Help Needed: Segmentation fault when fine-tuning NeMo stt_fa_fastconformer_hybrid_large

kiarashQ · October 26, 2025, 10:56am

Hi everyone,

I’m hoping to get some help from the community. I’m trying to fine-tune the NVIDIA NeMo model stt_fa_fastconformer_hybrid_large for Farsi ASR on my own dataset. The pre-trained model has a high WER (~46%), so fine-tuning is essential.

However, no matter what I try, the process crashes with a Segmentation fault (or the kernel dies in Jupyter) the moment training begins.
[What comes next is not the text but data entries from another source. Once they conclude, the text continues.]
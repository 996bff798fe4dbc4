//! # Blob Storage Collaborators
//!
//! The [`ObjectStore`] trait is the byte-addressed seam the delivery
//! handlers read and write through. Two implementations ship in-tree:
//! an in-memory map for tests and database-less deployments, and a
//! filesystem store that keeps one content file per storage key.
//!
//! Failures surface as [`StoreError`] and propagate to the caller —
//! substituting empty or stale bytes for a failed read would break the
//! fingerprint/content pairing the delivery guarantees rest on.

use std::collections::HashMap;
use std::path::PathBuf;

use parking_lot::RwLock;

use ambry_core::{StorageKey, StoreError};

/// Byte-addressed blob storage.
///
/// Keys are namespaced by the metadata layer (`assets/...`,
/// `versions/...`); the store treats them as opaque paths.
pub trait ObjectStore: Send + Sync {
    /// Write `bytes` at `key`, replacing any previous content.
    fn put(&self, key: &StorageKey, bytes: &[u8]) -> Result<(), StoreError>;

    /// Read the content at `key`; `Ok(None)` when the key has never been
    /// written.
    fn get(&self, key: &StorageKey) -> Result<Option<Vec<u8>>, StoreError>;
}

// -- In-Memory ----------------------------------------------------------------

/// In-memory blob store backed by a `parking_lot::RwLock` map.
#[derive(Debug, Default)]
pub struct MemoryObjectStore {
    data: RwLock<HashMap<String, Vec<u8>>>,
}

impl MemoryObjectStore {
    /// Create an empty store.
    pub fn new() -> Self {
        Self::default()
    }
}

impl ObjectStore for MemoryObjectStore {
    fn put(&self, key: &StorageKey, bytes: &[u8]) -> Result<(), StoreError> {
        self.data
            .write()
            .insert(key.as_str().to_string(), bytes.to_vec());
        Ok(())
    }

    fn get(&self, key: &StorageKey) -> Result<Option<Vec<u8>>, StoreError> {
        Ok(self.data.read().get(key.as_str()).cloned())
    }
}

// -- Filesystem ---------------------------------------------------------------

/// Filesystem blob store: one file per key under a root directory.
#[derive(Debug, Clone)]
pub struct FsObjectStore {
    root: PathBuf,
}

impl FsObjectStore {
    /// Create a store rooted at the given directory. The directory is
    /// created lazily on first write.
    pub fn new(root: impl Into<PathBuf>) -> Self {
        Self { root: root.into() }
    }

    /// Returns the root directory of this store.
    pub fn root(&self) -> &PathBuf {
        &self.root
    }

    fn path_for(&self, key: &StorageKey) -> PathBuf {
        self.root.join(key.as_str())
    }
}

impl ObjectStore for FsObjectStore {
    fn put(&self, key: &StorageKey, bytes: &[u8]) -> Result<(), StoreError> {
        let path = self.path_for(key);
        if let Some(parent) = path.parent() {
            std::fs::create_dir_all(parent)?;
        }
        // Write through a sibling temp file and rename, so a reader never
        // observes a partially written blob.
        let tmp = path.with_extension("tmp");
        std::fs::write(&tmp, bytes)?;
        std::fs::rename(&tmp, &path)?;
        Ok(())
    }

    fn get(&self, key: &StorageKey) -> Result<Option<Vec<u8>>, StoreError> {
        match std::fs::read(self.path_for(key)) {
            Ok(bytes) => Ok(Some(bytes)),
            Err(e) if e.kind() == std::io::ErrorKind::NotFound => Ok(None),
            Err(e) => Err(StoreError::Io(e)),
        }
    }
}

#[cfg(test)]
mod tests {
    use super::*;
    use ambry_core::AssetId;

    #[test]
    fn memory_put_then_get() {
        let store = MemoryObjectStore::new();
        let key = StorageKey::for_asset(&AssetId::new());
        store.put(&key, b"bytes").unwrap();
        assert_eq!(store.get(&key).unwrap(), Some(b"bytes".to_vec()));
    }

    #[test]
    fn memory_get_missing_is_none() {
        let store = MemoryObjectStore::new();
        let key = StorageKey::for_asset(&AssetId::new());
        assert_eq!(store.get(&key).unwrap(), None);
    }

    #[test]
    fn memory_put_overwrites() {
        let store = MemoryObjectStore::new();
        let key = StorageKey::for_asset(&AssetId::new());
        store.put(&key, b"one").unwrap();
        store.put(&key, b"two").unwrap();
        assert_eq!(store.get(&key).unwrap(), Some(b"two".to_vec()));
    }

    #[test]
    fn fs_put_then_get() {
        let dir = std::env::temp_dir().join(format!("ambry-blob-test-{}", uuid::Uuid::new_v4()));
        let store = FsObjectStore::new(&dir);
        let key = StorageKey::for_asset(&AssetId::new());

        store.put(&key, b"on disk").unwrap();
        assert_eq!(store.get(&key).unwrap(), Some(b"on disk".to_vec()));

        std::fs::remove_dir_all(&dir).ok();
    }

    #[test]
    fn fs_get_missing_is_none() {
        let dir = std::env::temp_dir().join(format!("ambry-blob-test-{}", uuid::Uuid::new_v4()));
        let store = FsObjectStore::new(&dir);
        let key = StorageKey::for_asset(&AssetId::new());
        assert_eq!(store.get(&key).unwrap(), None);
        std::fs::remove_dir_all(&dir).ok();
    }
}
I’ve spent a lot of time debugging this and have ruled out all the usual suspects:

It’s not an out-of-memory error (fails even with batch size 1).
It’s not a hardware or power supply issue (a pure PyTorch stress test works perfectly).
It’s seemingly not a broken environment (I’ve rebuilt a clean Conda environment with pinned versions of PyTorch, NeMo 1.21.0, and PL 1.9.5 (also tried PL 2.0.7)).

The crash seems to be caused by a low-level bug in the Numba-based RNNT loss function that this specific model uses.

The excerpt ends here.